## WORK INSTRUCTIONS
Which lines of the records below contain the word "calls"? Copy each of them out.

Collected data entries
#![cfg(test)]

use std::fs;

use comms::Parameters;
use ndarray::{ArrayD, IxDyn, array};
use tempfile::TempDir;
use tokio::io;

use crate::{
    AggregationErr, Client, ClientErr, EvaluateRes, FedAvg, FitRes, ProxyClient, RemoteClient,
    RoundConfig, RoundDriver, Tier, checkpoint::CheckpointStore, client::ClientResult, serve,
};

/// A leaf that adds `delta` to every parameter it is asked to fit.
struct Leaf {
    id: String,
    delta: f32,
    samples: u64,
    loss: Option<f32>,
    broken: bool,
}

impl Leaf {
    fn new(id: &str, delta: f32, samples: u64, loss: Option<f32>) -> Self {
        Self {
            id: id.to_string(),
            delta,
            samples,
            loss,
            broken: false,
        }
    }

    fn broken(id: &str) -> Self {
        Self {
            broken: true,
            ..Self::new(id, 0.0, 0, None)
        }
    }
}

#[async_trait::async_trait]
impl Client for Leaf {
    fn id(&self) -> &str {
        &self.id
    }

    async fn get_parameters(&mut self) -> ClientResult<Parameters> {
        Ok(vec![ArrayD::zeros(IxDyn(&[2]))])
    }

    async fn fit(&mut self, _round: u64, params: Parameters) -> ClientResult<FitRes> {
        if self.broken {
            return Err(ClientErr::Remote("out of memory".into()));
        }

        let delta = self.delta;
        Ok(FitRes {
            params: params.into_iter().map(|arr| arr + delta).collect(),
            samples: self.samples,
        })
    }

    async fn evaluate(
        &mut self,
        _round: u64,
        _params: Parameters,
    ) -> ClientResult<Option<EvaluateRes>> {
        if self.broken {
            return Err(ClientErr::Remote("out of memory".into()));
        }

        Ok(self.loss.map(|loss| EvaluateRes {
            loss,
            samples: self.samples,
        }))
    }
}

fn fedavg(root: &TempDir, tier: Tier, node: &str) -> FedAvg {
    FedAvg::open(
        tier,
        node,
        &root.path().join("models"),
        &root.path().join("logs"),
    )
    .unwrap()
}

fn rounds(num_rounds: u64, min_available_clients: usize) -> RoundConfig {
    RoundConfig {
        num_rounds,
        min_available_clients,
        seed: Some(1),
        ..Default::default()
    }
}

/// Serves `client` on one end of an in-memory channel and returns a remote handle to it.
fn remote(mut client: impl Client + 'static, id: &str) -> Box<dyn Client> {
    let (near, far) = io::duplex(1 << 16);

    let (rx, tx) = io::split(far);
    let (rx, tx) = comms::channel(rx, tx);
    tokio::spawn(async move { serve(&mut client, rx, tx).await.unwrap() });

    let (rx, tx) = io::split(near);
    let (rx, tx) = comms::channel(rx, tx);
    Box::new(RemoteClient::new(id, rx, tx))
}

#[tokio::test(flavor = "multi_thread")]
async fn rounds_average_by_samples_and_persist_each_round() {
    let root = tempfile::tempdir().unwrap();
    let mut driver = RoundDriver::new(fedavg(&root, Tier::Edge, "node-1"), rounds(2, 2));

    driver.add_client(Box::new(Leaf::new("c1", 1.0, 10, Some(1.0))));
    driver.add_client(Box::new(Leaf::new("c2", 3.0, 30, Some(0.0))));

    let params = driver.run().await.unwrap();
    assert_eq!(params, vec![array![5.0, 5.0].into_dyn()]);

    let fedavg = driver.into_strategy();
    let first = CheckpointStore::load(&fedavg.checkpoints().path_for(1))
        .unwrap()
        .unwrap();
    assert_eq!(first, vec![array![2.5, 2.5].into_dyn()]);

    let aggregate = fedavg.latest().get().unwrap();
    assert_eq!(aggregate.round(), 2);
    assert_eq!(aggregate.samples(), 40);

    let evaluate = fs::read_to_string(fedavg.round_log().evaluate_path()).unwrap();
    assert_eq!(
        evaluate,
        "Round 1 aggregated evaluation loss: 0.25\nRound 2 aggregated evaluation loss: 0.25\n"
    );
}

#[tokio::test(flavor = "multi_thread")]
async fn failing_client_is_recorded_and_skipped() {
    let root = tempfile::tempdir().unwrap();
    let mut driver = RoundDriver::new(fedavg(&root, Tier::Edge, "node-1"), rounds(1, 2));

    driver.add_client(Box::new(Leaf::new("c1", 2.0, 8, Some(0.5))));
    driver.add_client(Box::new(Leaf::broken("c2")));

    let params = driver.run().await.unwrap();
    assert_eq!(params, vec![array![2.0, 2.0].into_dyn()]);

    let fedavg = driver.into_strategy();
    let fit = fs::read_to_string(fedavg.round_log().fit_path()).unwrap();
    assert!(fit.contains("[ERROR] Round 1 failed for clients: c2: client reported: out of memory"));
    assert!(fit.contains("Round 1 total samples: 8"));

    let evaluate = fs::read_to_string(fedavg.round_log().evaluate_path()).unwrap();
    assert!(evaluate.contains("[ERROR] Evaluation failed for clients: c2"));
    assert!(evaluate.contains("Round 1 aggregated evaluation loss: 0.5"));
}

#[tokio::test(flavor = "multi_thread")]
async fn rounds_need_the_minimum_amount_of_clients() {
    let root = tempfile::tempdir().unwrap();
    let mut driver = RoundDriver::new(fedavg(&root, Tier::Root, "root"), rounds(1, 3));
    driver.add_client(Box::new(Leaf::new("c1", 1.0, 1, None)));

    let err = driver.run().await.unwrap_err();
    assert!(matches!(
        err,
        AggregationErr::NotEnoughClients {
            available: 1,
            required: 3
        }
    ));
}

#[tokio::test(flavor = "multi_thread")]
async fn initial_checkpoint_seeds_the_first_round() {
    let root = tempfile::tempdir().unwrap();
    let seed = root.path().join("seed.safetensors");
    let store = CheckpointStore::open(root.path(), "seed").unwrap();
    let path = store.save(1, &[array![10.0, 20.0].into_dyn()]).unwrap();
    fs::rename(path, &seed).unwrap();

    let fedavg = fedavg(&root, Tier::Root, "root").with_initial_checkpoint(&seed);
    let mut driver = RoundDriver::new(fedavg, rounds(1, 1));
    driver.add_client(Box::new(Leaf::new("c1", 1.0, 4, None)));

    let params = driver.run().await.unwrap();
    assert_eq!(params, vec![array![11.0, 21.0].into_dyn()]);
}

#[tokio::test(flavor = "multi_thread")]
async fn edge_aggregate_reaches_the_root_through_the_proxy() {
    let root = tempfile::tempdir().unwrap();

    let edge = fedavg(&root, Tier::Edge, "node-1");
    let proxy = ProxyClient::new("node-1", edge.latest(), edge.round_log().clone());
    let mut edge = RoundDriver::new(edge, rounds(1, 2));

    edge.add_client(remote(Leaf::new("c1", 1.0, 10, Some(1.0)), "c1"));
    edge.add_client(remote(Leaf::new("c2", 3.0, 30, Some(0.0)), "c2"));

    let edge_params = edge.run().await.unwrap();
    assert_eq!(edge_params, vec![array![2.5, 2.5].into_dyn()]);

    let mut coordinator = RoundDriver::new(fedavg(&root, Tier::Root, "root"), rounds(1, 1));
    coordinator.add_client(remote(proxy, "node-1"));

    let root_params = coordinator.run().await.unwrap();
    assert_eq!(root_params, edge_params);

    let coordinator = coordinator.into_strategy();
    let aggregate = coordinator.latest().get().unwrap();
    assert_eq!(aggregate.samples(), 40);

    let evaluate = fs::read_to_string(coordinator.round_log().evaluate_path()).unwrap();
    assert_eq!(evaluate, "Round 1 aggregated evaluation loss: None\n");

    let calls = fs::read_to_string(edge.into_strategy().round_log().aggregation_path()).unwrap();
    let calls: Vec<_> = calls.lines().collect();
    assert_eq!(calls.len(), 3);
    assert_eq!(calls[0], "[CLIENT] get_parameters called on the edge server.");
    assert!(calls[1].starts_with("[CLIENT] fit called on the edge server for round 1."));
    assert!(calls[2].starts_with("[CLIENT] evaluate called on the edge server for round 1."));
}

#[tokio::test(flavor = "multi_thread")]
async fn edge_without_an_aggregate_yet_does_not_stall_the_root() {
    let root = tempfile::tempdir().unwrap();

    let ahead = fedavg(&root, Tier::Edge, "edge-1");
    let lagging = fedavg(&root, Tier::Edge, "edge-2");
    let ahead_proxy = ProxyClient::new("edge-1", ahead.latest(), ahead.round_log().clone());
    let lagging_proxy = ProxyClient::new("edge-2", lagging.latest(), lagging.round_log().clone());

    let mut edge = RoundDriver::new(ahead, rounds(1, 1));
    edge.add_client(Box::new(Leaf::new("c1", 2.0, 10, None)));
    let edge_params = edge.run().await.unwrap();

    let mut coordinator = RoundDriver::new(fedavg(&root, Tier::Root, "root"), rounds(1, 2));
    coordinator.add_client(remote(ahead_proxy, "edge-1"));
    coordinator.add_client(remote(lagging_proxy, "edge-2"));

    let root_params = coordinator.run().await.unwrap();
    assert_eq!(root_params, edge_params);
    assert_eq!(root_params, vec![array![2.0, 2.0].into_dyn()]);

    let aggregate = coordinator.into_strategy().latest().get().unwrap();
    assert_eq!(aggregate.samples(), 10);
}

## YOUR RESPONSE
    let calls = fs::read_to_string(edge.into_strategy().round_log().aggregation_path()).unwrap();
    let calls: Vec<_> = calls.lines().collect();
    assert_eq!(calls.len(), 3);
    assert_eq!(calls[0], "[CLIENT] get_parameters called on the edge server.");
    assert!(calls[1].starts_with("[CLIENT] fit called on the edge server for round 1."));
    assert!(calls[2].starts_with("[CLIENT] evaluate called on the edge server for round 1."));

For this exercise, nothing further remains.